(Stored data entries)
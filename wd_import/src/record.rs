use chrono::NaiveDateTime;
use serde::{Deserialize, Serialize};

use crate::structured::parse_structured;

/// One feedback event imported from a Workday export.
///
/// Records are written once by the pipeline and never mutated afterwards.
/// A record is either *structured* (the feedback text carried a `[TENETS]`
/// marker block, recovered into the id lists and prose fields) or *generic*
/// free text, in which case both id lists stay empty.
#[derive(Debug, Clone, PartialEq, Serialize, Deserialize)]
pub struct WorkdayRecord {
    pub about: String,
    pub from_name: String,
    pub question: Option<String>,
    /// Full free-text response as exported.
    pub feedback: Option<String>,
    pub asked_by: Option<String>,
    /// "Requested by Self" or "Requested by Others"; used for consistency
    /// checking only, not enforced structurally.
    pub request_type: Option<String>,
    /// When the response was submitted; `None` if the cell was unparseable.
    pub date: Option<NaiveDateTime>,
    #[serde(default)]
    pub is_structured: bool,
    #[serde(default)]
    pub strength_ids: Vec<String>,
    #[serde(default)]
    pub improvement_ids: Vec<String>,
    pub strength_prose: Option<String>,
    pub improvement_prose: Option<String>,
}

/// Deduplication identity: two records with equal keys are the same logical
/// feedback event, whatever the rest of their content.
#[derive(Debug, Clone, PartialEq, Eq, Hash)]
pub struct NaturalKey {
    pub about: String,
    pub from_name: String,
    pub question: Option<String>,
    pub date: Option<NaiveDateTime>,
}

impl WorkdayRecord {
    pub fn natural_key(&self) -> NaturalKey {
        NaturalKey {
            about: self.about.clone(),
            from_name: self.from_name.clone(),
            question: self.question.clone(),
            date: self.date,
        }
    }

    /// Runs the structured-feedback extractor against the feedback text and
    /// fills in the structured fields. Returns whether a marker block was
    /// found.
    pub fn apply_structured(&mut self) -> bool {
        match self.feedback.as_deref().and_then(parse_structured) {
            Some(parsed) => {
                self.is_structured = true;
                self.strength_ids = parsed.strength_ids;
                self.improvement_ids = parsed.improvement_ids;
                self.strength_prose = parsed.strength_prose;
                self.improvement_prose = parsed.improvement_prose;
                true
            }
            None => {
                self.is_structured = false;
                self.strength_ids = Vec::new();
                self.improvement_ids = Vec::new();
                false
            }
        }
    }
}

→ Required work
Reproduce all of the data above, exactly and without omission.

→ Solution for this task
filename wd_import/src/record.rs
use chrono::NaiveDateTime;
use serde::{Deserialize, Serialize};

use crate::structured::parse_structured;

/// One feedback event imported from a Workday export.
///
/// Records are written once by the pipeline and never mutated afterwards.
/// A record is either *structured* (the feedback text carried a `[TENETS]`
/// marker block, recovered into the id lists and prose fields) or *generic*
/// free text, in which case both id lists stay empty.
#[derive(Debug, Clone, PartialEq, Serialize, Deserialize)]
pub struct WorkdayRecord {
    pub about: String,
    pub from_name: String,
    pub question: Option<String>,
    /// Full free-text response as exported.
    pub feedback: Option<String>,
    pub asked_by: Option<String>,
    /// "Requested by Self" or "Requested by Others"; used for consistency
    /// checking only, not enforced structurally.
    pub request_type: Option<String>,
    /// When the response was submitted; `None` if the cell was unparseable.
    pub date: Option<NaiveDateTime>,
    #[serde(default)]
    pub is_structured: bool,
    #[serde(default)]
    pub strength_ids: Vec<String>,
    #[serde(default)]
    pub improvement_ids: Vec<String>,
    pub strength_prose: Option<String>,
    pub improvement_prose: Option<String>,
}

/// Deduplication identity: two records with equal keys are the same logical
/// feedback event, whatever the rest of their content.
#[derive(Debug, Clone, PartialEq, Eq, Hash)]
pub struct NaturalKey {
    pub about: String,
    pub from_name: String,
    pub question: Option<String>,
    pub date: Option<NaiveDateTime>,
}

impl WorkdayRecord {
    pub fn natural_key(&self) -> NaturalKey {
        NaturalKey {
            about: self.about.clone(),
            from_name: self.from_name.clone(),
            question: self.question.clone(),
            date: self.date,
        }
    }

    /// Runs the structured-feedback extractor against the feedback text and
    /// fills in the structured fields. Returns whether a marker block was
    /// found.
    pub fn apply_structured(&mut self) -> bool {
        match self.feedback.as_deref().and_then(parse_structured) {
            Some(parsed) => {
                self.is_structured = true;
                self.strength_ids = parsed.strength_ids;
                self.improvement_ids = parsed.improvement_ids;
                self.strength_prose = parsed.strength_prose;
                self.improvement_prose = parsed.improvement_prose;
                true
            }
            None => {
                self.is_structured = false;
                self.strength_ids = Vec::new();
                self.improvement_ids = Vec::new();
                false
            }
        }
    }
}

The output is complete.